# TASK GOAL
Please give back, word for word, only the lines starting at the one containing "async fn list_pending(&self, filter: &PoolFilter)" and ending at the one containing "self.state.lock().history.push(entry.clone());" within the material below.

[[ DATA FOR THIS EXERCISE open ]]

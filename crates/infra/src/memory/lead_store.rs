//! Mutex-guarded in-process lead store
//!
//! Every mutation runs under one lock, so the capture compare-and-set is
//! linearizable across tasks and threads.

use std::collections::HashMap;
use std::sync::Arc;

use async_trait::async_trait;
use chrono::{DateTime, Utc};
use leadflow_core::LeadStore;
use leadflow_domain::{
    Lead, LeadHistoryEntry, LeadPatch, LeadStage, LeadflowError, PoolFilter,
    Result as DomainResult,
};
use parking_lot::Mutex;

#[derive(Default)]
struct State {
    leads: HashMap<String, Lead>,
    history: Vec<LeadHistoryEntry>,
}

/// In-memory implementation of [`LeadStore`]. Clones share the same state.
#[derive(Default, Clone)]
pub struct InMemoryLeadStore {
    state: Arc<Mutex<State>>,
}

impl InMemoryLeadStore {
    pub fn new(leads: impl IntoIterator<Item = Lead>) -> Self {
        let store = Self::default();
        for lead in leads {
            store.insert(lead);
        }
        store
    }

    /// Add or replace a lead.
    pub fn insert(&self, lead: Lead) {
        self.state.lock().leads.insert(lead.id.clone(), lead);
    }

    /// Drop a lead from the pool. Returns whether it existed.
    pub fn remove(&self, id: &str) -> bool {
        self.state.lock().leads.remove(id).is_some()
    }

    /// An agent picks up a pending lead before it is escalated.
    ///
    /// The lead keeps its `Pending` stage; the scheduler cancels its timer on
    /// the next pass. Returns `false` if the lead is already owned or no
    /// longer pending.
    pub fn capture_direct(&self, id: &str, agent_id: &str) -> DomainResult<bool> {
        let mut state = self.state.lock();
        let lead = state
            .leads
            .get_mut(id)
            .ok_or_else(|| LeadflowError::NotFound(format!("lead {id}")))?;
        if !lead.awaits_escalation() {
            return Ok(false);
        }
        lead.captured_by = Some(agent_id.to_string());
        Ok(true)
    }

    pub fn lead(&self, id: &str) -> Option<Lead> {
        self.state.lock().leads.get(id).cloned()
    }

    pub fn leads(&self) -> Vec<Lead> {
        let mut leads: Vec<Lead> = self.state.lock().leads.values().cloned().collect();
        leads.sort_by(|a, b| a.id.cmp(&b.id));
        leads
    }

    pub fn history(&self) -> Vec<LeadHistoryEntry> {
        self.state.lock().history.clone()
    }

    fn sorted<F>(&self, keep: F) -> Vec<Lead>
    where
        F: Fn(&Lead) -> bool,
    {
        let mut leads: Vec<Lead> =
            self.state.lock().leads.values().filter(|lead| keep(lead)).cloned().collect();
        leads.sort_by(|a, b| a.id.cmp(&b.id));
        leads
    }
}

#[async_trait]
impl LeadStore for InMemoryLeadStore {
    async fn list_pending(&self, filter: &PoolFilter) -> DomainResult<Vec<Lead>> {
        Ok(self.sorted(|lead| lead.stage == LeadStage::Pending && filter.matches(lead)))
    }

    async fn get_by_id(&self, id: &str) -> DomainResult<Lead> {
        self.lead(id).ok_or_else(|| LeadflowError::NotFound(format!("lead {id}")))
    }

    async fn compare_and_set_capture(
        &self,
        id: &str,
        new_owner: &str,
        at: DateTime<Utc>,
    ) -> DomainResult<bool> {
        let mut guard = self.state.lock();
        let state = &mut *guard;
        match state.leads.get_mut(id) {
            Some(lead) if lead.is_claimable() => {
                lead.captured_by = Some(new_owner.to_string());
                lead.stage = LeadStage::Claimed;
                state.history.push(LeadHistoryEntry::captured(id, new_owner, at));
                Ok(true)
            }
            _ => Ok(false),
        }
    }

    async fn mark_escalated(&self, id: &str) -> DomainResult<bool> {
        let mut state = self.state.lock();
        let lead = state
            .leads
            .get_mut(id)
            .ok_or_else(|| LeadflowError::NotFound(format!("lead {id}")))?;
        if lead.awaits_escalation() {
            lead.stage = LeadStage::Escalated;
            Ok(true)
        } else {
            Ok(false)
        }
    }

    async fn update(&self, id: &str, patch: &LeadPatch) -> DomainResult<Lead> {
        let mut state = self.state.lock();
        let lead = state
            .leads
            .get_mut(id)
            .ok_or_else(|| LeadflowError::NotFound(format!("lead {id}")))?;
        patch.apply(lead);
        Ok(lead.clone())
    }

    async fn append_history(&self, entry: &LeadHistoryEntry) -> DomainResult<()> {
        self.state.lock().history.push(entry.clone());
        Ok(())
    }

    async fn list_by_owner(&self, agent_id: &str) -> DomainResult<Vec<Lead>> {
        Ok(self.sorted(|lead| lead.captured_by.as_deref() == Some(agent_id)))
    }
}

[[ DATA FOR THIS EXERCISE closed ]]

# RESPONSE
    async fn list_pending(&self, filter: &PoolFilter) -> DomainResult<Vec<Lead>> {
        Ok(self.sorted(|lead| lead.stage == LeadStage::Pending && filter.matches(lead)))
    }

    async fn get_by_id(&self, id: &str) -> DomainResult<Lead> {
        self.lead(id).ok_or_else(|| LeadflowError::NotFound(format!("lead {id}")))
    }

    async fn compare_and_set_capture(
        &self,
        id: &str,
        new_owner: &str,
        at: DateTime<Utc>,
    ) -> DomainResult<bool> {
        let mut guard = self.state.lock();
        let state = &mut *guard;
        match state.leads.get_mut(id) {
            Some(lead) if lead.is_claimable() => {
                lead.captured_by = Some(new_owner.to_string());
                lead.stage = LeadStage::Claimed;
                state.history.push(LeadHistoryEntry::captured(id, new_owner, at));
                Ok(true)
            }
            _ => Ok(false),
        }
    }

    async fn mark_escalated(&self, id: &str) -> DomainResult<bool> {
        let mut state = self.state.lock();
        let lead = state
            .leads
            .get_mut(id)
            .ok_or_else(|| LeadflowError::NotFound(format!("lead {id}")))?;
        if lead.awaits_escalation() {
            lead.stage = LeadStage::Escalated;
            Ok(true)
        } else {
            Ok(false)
        }
    }

    async fn update(&self, id: &str, patch: &LeadPatch) -> DomainResult<Lead> {
        let mut state = self.state.lock();
        let lead = state
            .leads
            .get_mut(id)
            .ok_or_else(|| LeadflowError::NotFound(format!("lead {id}")))?;
        patch.apply(lead);
        Ok(lead.clone())
    }

    async fn append_history(&self, entry: &LeadHistoryEntry) -> DomainResult<()> {
        self.state.lock().history.push(entry.clone());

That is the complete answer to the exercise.